My daughter is graduating this year from San José State University, and I could not be more proud.
From a very early age, she knew what she loved: telling stories, drawing worlds, creating characters, and bringing emotion to life through art. What surprised me most was how certain she was when she chose SJSU. She knew the department, the school, and what she wanted to do with her life.
I was skeptical, not because I doubted her talent, but because that kind of clarity is rare at such a young age.
Over time, she proved it was real.
She stayed true to herself, to her craft, and to the stories she wanted to tell. Today, seeing her graduate and help bring a project like To Turn a Tide into the world feels incredibly special.
When change feels impossible, what inspires someone to become the change themselves?
Sometimes the answer begins with something small: a memory, a story, a moment that refuses to fade.
For Sofi, part of that inspiration comes from a memory we share.
At the center of it is a memory I still carry very clearly: collecting clams as a child to bring home to my mother, and then cooking them together. I remember how proud that made me feel. I remember how good they tasted, how simple and beautiful that moment was, and how something so small could hold so much love.
And now, to see my daughter bring those memories back to life through her own art moves me deeply.
There is another part of this story too. Over the years, those clams disappeared. Pollution, neglect, and the ways we have too often failed to care for the environment damaged that little world. Nature faded, and with it, those beautiful and delicious moments that once felt so abundant.
But the good news is: they are coming back.
Maybe not in the same numbers as when I was a child, but they are returning.

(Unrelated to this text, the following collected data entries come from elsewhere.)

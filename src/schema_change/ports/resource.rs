//! Compute resource port used to provision self-hosted workers.

use crate::schema_change::domain::ResourceId;
use async_trait::async_trait;
use serde::{Deserialize, Serialize};
use std::sync::Arc;
use thiserror::Error;

/// Result type for resource manager operations.
pub type ResourceResult<T> = Result<T, ResourceError>;

/// Where a resource is placed.
#[derive(Debug, Clone, PartialEq, Eq, Serialize, Deserialize)]
pub struct ResourceLocation {
    /// Region the resource runs in.
    pub region: String,
    /// Group (cluster) inside the region.
    pub group: String,
}

/// A container port exposed on the host.
#[derive(Debug, Clone, Copy, PartialEq, Eq, Serialize, Deserialize)]
pub struct PortMapping {
    /// Port on the host.
    pub host_port: u16,
    /// Port inside the container.
    pub container_port: u16,
}

/// Requested shape of a worker pod.
#[derive(Debug, Clone, PartialEq, Eq, Serialize, Deserialize)]
pub struct PodSpec {
    /// Namespace the pod is created in.
    pub namespace: String,
    /// Pod name.
    pub name: String,
    /// Requested CPU in millicores.
    pub cpu_millis: u32,
    /// Requested memory in MiB.
    pub memory_mb: u32,
    /// Host port mappings, empty when pods are reachable directly.
    pub port_mappings: Vec<PortMapping>,
}

/// Addresses of a provisioned pod.
#[derive(Debug, Clone, Default, PartialEq, Eq, Serialize, Deserialize)]
pub struct PodResource {
    /// Pod address, once scheduled.
    pub pod_ip: Option<String>,
    /// Address of the host running the pod.
    pub host_ip: Option<String>,
    /// Host port mapped to the worker listen port.
    pub mapped_port: Option<u16>,
}

/// Compute resource lifecycle contract.
#[async_trait]
pub trait ResourceManager: Send + Sync {
    /// Provisions a resource and returns its handle and current addresses.
    async fn create(
        &self,
        location: &ResourceLocation,
        resource_type: &str,
        image: &str,
        spec: &PodSpec,
    ) -> ResourceResult<(ResourceId, PodResource)>;

    /// Releases a resource.
    ///
    /// # Errors
    ///
    /// Returns [`ResourceError::NotFound`] when the handle is unknown or
    /// already released.
    async fn destroy(&self, id: ResourceId) -> ResourceResult<()>;

    /// Returns the current addresses of a resource, or `None` when it is
    /// gone.
    async fn query(&self, id: ResourceId) -> ResourceResult<Option<PodResource>>;
}

/// Errors returned by resource managers.
#[derive(Debug, Clone, Error)]
pub enum ResourceError {
    /// The resource handle is unknown.
    #[error("resource not found: {0}")]
    NotFound(ResourceId),

    /// The backend refused the request.
    #[error("resource request rejected: {0}")]
    Rejected(String),

    /// Backend failure.
    #[error("resource manager error: {0}")]
    Backend(Arc<dyn std::error::Error + Send + Sync>),
}

impl ResourceError {
    /// Wraps a backend error.
    pub fn backend(err: impl std::error::Error + Send + Sync + 'static) -> Self {
        Self::Backend(Arc::new(err))
    }
}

And to me, that feels like hope, the kind of hope that inspires someone to imagine a different future and, sometimes, to become part of the change themselves.

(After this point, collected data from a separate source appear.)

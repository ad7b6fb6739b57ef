//! Repository port for schedules and schedule tasks.

use crate::schema_change::domain::{
    Schedule, ScheduleId, ScheduleTask, ScheduleTaskId, TaskParameters, TaskResult,
};
use async_trait::async_trait;
use std::sync::Arc;
use thiserror::Error;

/// Result type for schedule repository operations.
pub type ScheduleRepositoryResult<T> = Result<T, ScheduleRepositoryError>;

/// Schedule persistence contract.
///
/// Actions persist their parameter and result changes through the narrow
/// `update_task_*` methods; the state machine persists whole tasks with
/// [`ScheduleRepository::update_task`].
#[async_trait]
pub trait ScheduleRepository: Send + Sync {
    /// Stores a new schedule.
    ///
    /// # Errors
    ///
    /// Returns [`ScheduleRepositoryError::DuplicateSchedule`] when the
    /// identifier already exists.
    async fn store_schedule(&self, schedule: &Schedule) -> ScheduleRepositoryResult<()>;

    /// Persists changes to an existing schedule.
    ///
    /// # Errors
    ///
    /// Returns [`ScheduleRepositoryError::ScheduleNotFound`] when the
    /// schedule does not exist.
    async fn update_schedule(&self, schedule: &Schedule) -> ScheduleRepositoryResult<()>;

    /// Finds a schedule by identifier.
    async fn find_schedule(&self, id: ScheduleId) -> ScheduleRepositoryResult<Option<Schedule>>;

    /// Stores a new task.
    ///
    /// # Errors
    ///
    /// Returns [`ScheduleRepositoryError::DuplicateTask`] when the identifier
    /// already exists.
    async fn store_task(&self, task: &ScheduleTask) -> ScheduleRepositoryResult<()>;

    /// Persists every field of an existing task.
    ///
    /// # Errors
    ///
    /// Returns [`ScheduleRepositoryError::TaskNotFound`] when the task does
    /// not exist.
    async fn update_task(&self, task: &ScheduleTask) -> ScheduleRepositoryResult<()>;

    /// Finds a task by identifier.
    async fn find_task(&self, id: ScheduleTaskId)
    -> ScheduleRepositoryResult<Option<ScheduleTask>>;

    /// Returns the tasks of a schedule ordered by sequence.
    async fn list_tasks(&self, schedule_id: ScheduleId)
    -> ScheduleRepositoryResult<Vec<ScheduleTask>>;

    /// Overwrites the parameters of a task; returns the number of rows
    /// affected.
    async fn update_task_parameters(
        &self,
        id: ScheduleTaskId,
        parameters: &TaskParameters,
    ) -> ScheduleRepositoryResult<usize>;

    /// Overwrites the result of a task; returns the number of rows affected.
    async fn update_task_result(
        &self,
        id: ScheduleTaskId,
        result: &TaskResult,
    ) -> ScheduleRepositoryResult<usize>;
}

/// Errors returned by schedule repository implementations.
#[derive(Debug, Clone, Error)]
pub enum ScheduleRepositoryError {
    /// A schedule with the same identifier already exists.
    #[error("duplicate schedule identifier: {0}")]
    DuplicateSchedule(ScheduleId),

    /// A task with the same identifier already exists.
    #[error("duplicate task identifier: {0}")]
    DuplicateTask(ScheduleTaskId),

    /// The schedule was not found.
    #[error("schedule not found: {0}")]
    ScheduleNotFound(ScheduleId),

    /// The task was not found.
    #[error("task not found: {0}")]
    TaskNotFound(ScheduleTaskId),

    /// A stored row could not be decoded.
    #[error("corrupt task row {task_id}: {message}")]
    Corrupt {
        /// Task whose row failed to decode.
        task_id: ScheduleTaskId,
        /// Decoder message.
        message: String,
    },

    /// Persistence-layer failure.
    #[error("persistence error: {0}")]
    Persistence(Arc<dyn std::error::Error + Send + Sync>),
}

impl ScheduleRepositoryError {
    /// Wraps a persistence error.
    pub fn persistence(err: impl std::error::Error + Send + Sync + 'static) -> Self {
        Self::Persistence(Arc::new(err))
    }
}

That is part of why this project touches me so much. It is not only about memory. It is about what we lose, what we carry, what we repair, and what can return.
To Turn a Tide, pitched for SJSU’s BFA 2026 program, is more than a comic anthology. It is rooted in family memory, in generational experience, and in the hope of breaking difficult cycles. Sofi helped shape the overall creative vision, led a team of fellow students, and brought the guiding story to life with both talent and heart.
She has also been a dedicated advocate for community and representation, serving the SJSU WIA Student Collective first as Graphic Designer and then as President.
I am proud of her talent, her discipline, her leadership, and above all, the heart she brings into what she creates.
Watching her grow into herself, with such clarity, care, and creative force, has been one of the greatest joys of my life.
Seeing her turn family memory into art, pain into meaning, and the possibility of return into story makes me even more proud.